« La liberté, ce bien qui fait jouir des autres biens », écrivait Montesquieu. Et Tocqueville : « Qui cherche dans la liberté autre chose qu’elle même est fait pour servir ». Qui s’intéresse aujourd’hui à la liberté ? A celle qui ne se confond pas avec le libéralisme économique, dont on mesure combien il peut être source de prospérité mais aussi d’inégalités et de contraintes sociales ? A celle qui fonde le respect de la vie privée et la participation authentique à la vie publique ? La liberté devrait être au cœur de la démocratie et de l’Etat de droit. En même temps, elle ne peut être maintenue et garantie que par la vigilance et l’action des individus. Ils ne sauraient en être simples bénéficiaires ou rentiers, ils doivent non seulement l’exercer mais encore surveiller attentivement ses conditions d’exercice. Tâche d’autant plus nécessaire dans une période où les atteintes qui lui sont portées sont aussi insidieuses que multiples.


samedi 16 mars 2013

"Casse toi pôv' con" devant la Cour européenne

L'arrêt de la Cour européenne du 13 mars 2013 Eon c. France n'est pas passé inaperçu, en raison des faits qui l'ont suscité. Souvenons-nous qu'en août 2008, M. Eon, militant altermondialiste, a brandi, sur le passage de Nicolas Sarkozy à Laval, une pancarte où était écrit : "Casse-toi pôv'con". La formule était déjà célèbre puisque le Président lui-même l'avait employée au Salon de l'Agriculture, en février de la même année, à l'adresse d'un visiteur qui refusait de lui serrer la main.

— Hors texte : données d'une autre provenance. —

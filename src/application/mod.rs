//! Application Layer
//!
//! Use cases that orchestrate the business flow.
//! This layer:
//! - Depends on Domain layer (value objects, services, ports)
//! - Does NOT contain business rules (those are in Domain)
//! - Coordinates between Infrastructure and Domain
//!
//! ## Use Cases
//!
//! - `SyncEngine` - install, update, force-refresh and backport
//! - `run_doctor` - read-only audit of installed or factory units
//! - `inventory` - which units exist on which side
//! - `list_available_presets` / `resolve_preset` - preset bundles

pub mod doctor;
pub mod inventory;
pub mod presets;
pub mod sync;
pub mod units;

pub use doctor::{run_doctor, DoctorReport, DoctorScope, Finding, Severity};
pub use inventory::{inventory, InventoryEntry, SyncStatus};
pub use presets::{list_available_presets, load_presets, resolve_preset, PRESETS_FILE};
pub use sync::{
    BackportOutcome, EngineSettings, InstallOptions, InstallReport, RefreshReport, SyncEngine,
    UnitFailure, UpdateReport,
};
pub use units::{factory_units, installed_units};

Les déboires de M. Eon devant la justice française

Il n'empêche que le militant a été poursuivi devant la justice pour offense au Président de la République, délit réprimé par l'article 26 de la célèbre loi sur la presse du 29 juillet 1881. S'il est vrai que la peine prévue peut atteindre 45 000 €, le tribunal correctionnel de Laval a fait le service minimum en prononçant une condamnation à 30 € d'amende, peine assortie du sursis. La Cour d'appel d'Angers a ensuite confirmé la condamnation le 24 mars 2009. Le condamné n'a pu se pourvoir efficacement en Cassation, car l'aide juridictionnelle lui fut refusée au motif que sa requête était dépourvue d'un moyen sérieux. Son avocat, dans un geste aussi loyal que désintéressé, a ensuite renoncé à déposer un mémoire pour contester cette décision, dès lors que, faute d'aide juridictionnelle, il n'était pas rémunéré.

Le requérant a donc finalement saisi la Cour européenne et celle-ci s'est déclarée compétente, estimant que, dans ces conditions, il était possible de considérer que M. Eon avait effectivement épuisé les voies de recours internes. 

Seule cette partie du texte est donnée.